A fox pauses while crossing a street. It feels the ground breathing or shifting. This happens from time to time.

On a side street cars are half-absorbed into the road, the pavement. Or in places the pavement is glass, metal, doors and windows extended down and across. Elsewhere cars grow together with trees and street furniture.

If you think too hard about the changes in topography around you it is easy to get lost. Better to set out with no plan or only a vague sense of destination. In places you might still need to loop, repeat sections until a route offers itself. Animals are largely less troubled by changes.

There are localised areas of freezing cold and unusual heat around The City. Pavements, ignored scrub behind half-broken brick walls, corners of industrial units. Some permanent, others temporary, transient.

The young man and his friends sometimes talk about how The City and people within it change and transform. They speculate that in some ways time has accelerated and what seems dramatic is normality at a faster pace.

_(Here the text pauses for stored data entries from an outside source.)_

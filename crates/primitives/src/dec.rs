//! Deterministic fixed-point decimal used for exchange rates and their bounds.
//!
//! A [`Dec`] is an unsigned 256-bit integer interpreted with [`DEC_PRECISION`] implied decimal
//! places. Division is carried out at twice the precision and then rounded half-to-even back to
//! [`DEC_PRECISION`] places, so every replica computing the same ratio stores byte-identical
//! values.

use std::{fmt, str::FromStr};

use borsh::{BorshDeserialize, BorshSerialize};
use ethnum::U256;
use serde::{de, Deserialize, Deserializer, Serialize, Serializer};

use crate::{constants::DEC_PRECISION, errors::DecParseError};

/// `10^18`, the raw representation of one.
const ONE_RAW: U256 = U256::new(10u128.pow(DEC_PRECISION));

/// `10^36`, the scale used for intermediate quotients.
const DOUBLE_PRECISION: U256 = U256::new(10u128.pow(2 * DEC_PRECISION));

/// Half of [`ONE_RAW`], the rounding midpoint.
const HALF_RAW: U256 = U256::new(10u128.pow(DEC_PRECISION) / 2);

/// An unsigned fixed-point decimal with 18 decimal places.
#[derive(Clone, Copy, PartialEq, Eq, PartialOrd, Ord, Hash)]
pub struct Dec(U256);

impl Dec {
    /// The value `0`.
    pub const fn zero() -> Self {
        Self(U256::ZERO)
    }

    /// The value `1`.
    pub const fn one() -> Self {
        Self(ONE_RAW)
    }

    /// Creates a decimal from an integer.
    pub fn from_int(value: u128) -> Self {
        // u128::MAX * 10^18 stays well below 2^256.
        Self(U256::new(value) * ONE_RAW)
    }

    /// Creates a decimal from its raw, already-scaled representation.
    pub const fn from_raw(raw: U256) -> Self {
        Self(raw)
    }

    /// Returns the raw, scaled representation.
    pub const fn raw(&self) -> U256 {
        self.0
    }

    /// Returns `true` if the value is zero.
    pub fn is_zero(&self) -> bool {
        self.0 == U256::ZERO
    }

    /// Computes `numerator / denominator`, or `None` if the denominator is zero.
    pub fn checked_from_ratio(numerator: u128, denominator: u128) -> Option<Self> {
        if denominator == 0 {
            return None;
        }

        // numerator < 2^128 and 10^36 < 2^120, so the product cannot overflow.
        let quotient = U256::new(numerator) * DOUBLE_PRECISION / U256::new(denominator);

        Some(Self(chop_precision_and_round(quotient)))
    }

    /// Adds two decimals, returning `None` on overflow.
    pub fn checked_add(self, other: Self) -> Option<Self> {
        self.0.checked_add(other.0).map(Self)
    }

    /// Multiplies two decimals, returning `None` on overflow.
    pub fn checked_mul(self, other: Self) -> Option<Self> {
        self.0
            .checked_mul(other.0)
            .map(|product| Self(chop_precision_and_round(product)))
    }

    /// Divides by `other`, returning `None` on division by zero or overflow.
    pub fn checked_quo(self, other: Self) -> Option<Self> {
        if other.is_zero() {
            return None;
        }

        let scaled = self.0.checked_mul(DOUBLE_PRECISION)?;

        Some(Self(chop_precision_and_round(scaled / other.0)))
    }

    /// Lossy conversion for reporting purposes only.
    ///
    /// Never feed the result back into state.
    pub fn to_f64_lossy(&self) -> f64 {
        self.to_string().parse().unwrap_or(f64::NAN)
    }
}

/// Removes [`DEC_PRECISION`] digits from the right of `value`, rounding half-to-even.
fn chop_precision_and_round(value: U256) -> U256 {
    let quotient = value / ONE_RAW;
    let remainder = value % ONE_RAW;

    if remainder < HALF_RAW {
        quotient
    } else if remainder > HALF_RAW {
        quotient + U256::ONE
    } else if quotient & U256::ONE == U256::ZERO {
        quotient
    } else {
        quotient + U256::ONE
    }
}

impl Default for Dec {
    fn default() -> Self {
        Self::zero()
    }
}

impl fmt::Display for Dec {
    fn fmt(&self, f: &mut fmt::Formatter<'_>) -> fmt::Result {
        let integer = self.0 / ONE_RAW;
        let fraction = (self.0 % ONE_RAW).to_string();

        write!(f, "{integer}.{fraction:0>18}")
    }
}

impl fmt::Debug for Dec {
    fn fmt(&self, f: &mut fmt::Formatter<'_>) -> fmt::Result {
        write!(f, "Dec({self})")
    }
}

impl FromStr for Dec {
    type Err = DecParseError;

    fn from_str(s: &str) -> Result<Self, Self::Err> {
        let s = s.trim();
        if s.is_empty() {
            return Err(DecParseError::Empty);
        }

        let (integer, fraction) = match s.split_once('.') {
            Some((_, "")) => return Err(DecParseError::InvalidFormat(s.to_string())),
            Some((integer, fraction)) => (integer, fraction),
            None => (s, ""),
        };

        let is_digits = |part: &str| part.bytes().all(|b| b.is_ascii_digit());
        if integer.is_empty() || !is_digits(integer) || !is_digits(fraction) {
            return Err(DecParseError::InvalidFormat(s.to_string()));
        }

        if fraction.len() > DEC_PRECISION as usize {
            return Err(DecParseError::TooPrecise(fraction.len()));
        }

        let scaled = format!("{integer}{fraction:0<18}");
        let raw = U256::from_str_radix(&scaled, 10)
            .map_err(|_| DecParseError::OutOfRange(s.to_string()))?;

        Ok(Self(raw))
    }
}

impl Serialize for Dec {
    fn serialize<S: Serializer>(&self, serializer: S) -> Result<S::Ok, S::Error> {
        serializer.collect_str(self)
    }
}

impl<'de> Deserialize<'de> for Dec {
    fn deserialize<D: Deserializer<'de>>(deserializer: D) -> Result<Self, D::Error> {
        let s = <String as Deserialize>::deserialize(deserializer)?;
        s.parse().map_err(de::Error::custom)
    }
}

impl BorshSerialize for Dec {
    fn serialize<W: std::io::Write>(&self, writer: &mut W) -> std::io::Result<()> {
        writer.write_all(&self.0.to_be_bytes())
    }
}

impl BorshDeserialize for Dec {
    fn deserialize_reader<R: std::io::Read>(reader: &mut R) -> std::io::Result<Self> {
        let mut bytes = [0u8; 32];
        reader.read_exact(&mut bytes)?;

        Ok(Self(U256::from_be_bytes(bytes)))
    }
}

Jo and her mother are talking when her mother says, "What's that?"
    "What?" Jo asks, then notices. When she speaks something like coloured smoke, like petrol in a puddle, rises and twists from her mouth. She runs a finger through it, and rather than swirling away unfelt it clings, has weight. She wonders for a moment if her words are taking on physical form, but dismisses the thought immediately.
    Jo looks at her fingers, touches her lips with her other hand, there is no residue from the smoke, now dispersing. She breathes out, but there is no smoke this time. Jo says, "I don't know, what is that?", and again the words, or sounds, or whatever the cause lead to the same ink-in-water effect, coloured cloud emanating, changing shape. This time Jo's mother reaches into it, reacts at the weight and drag, and looks at her fingers where no trace can be seen.
    "Maybe I should see my GP," says Jo. Her mother frowns,
    "I'm not sure they'll be able to do much."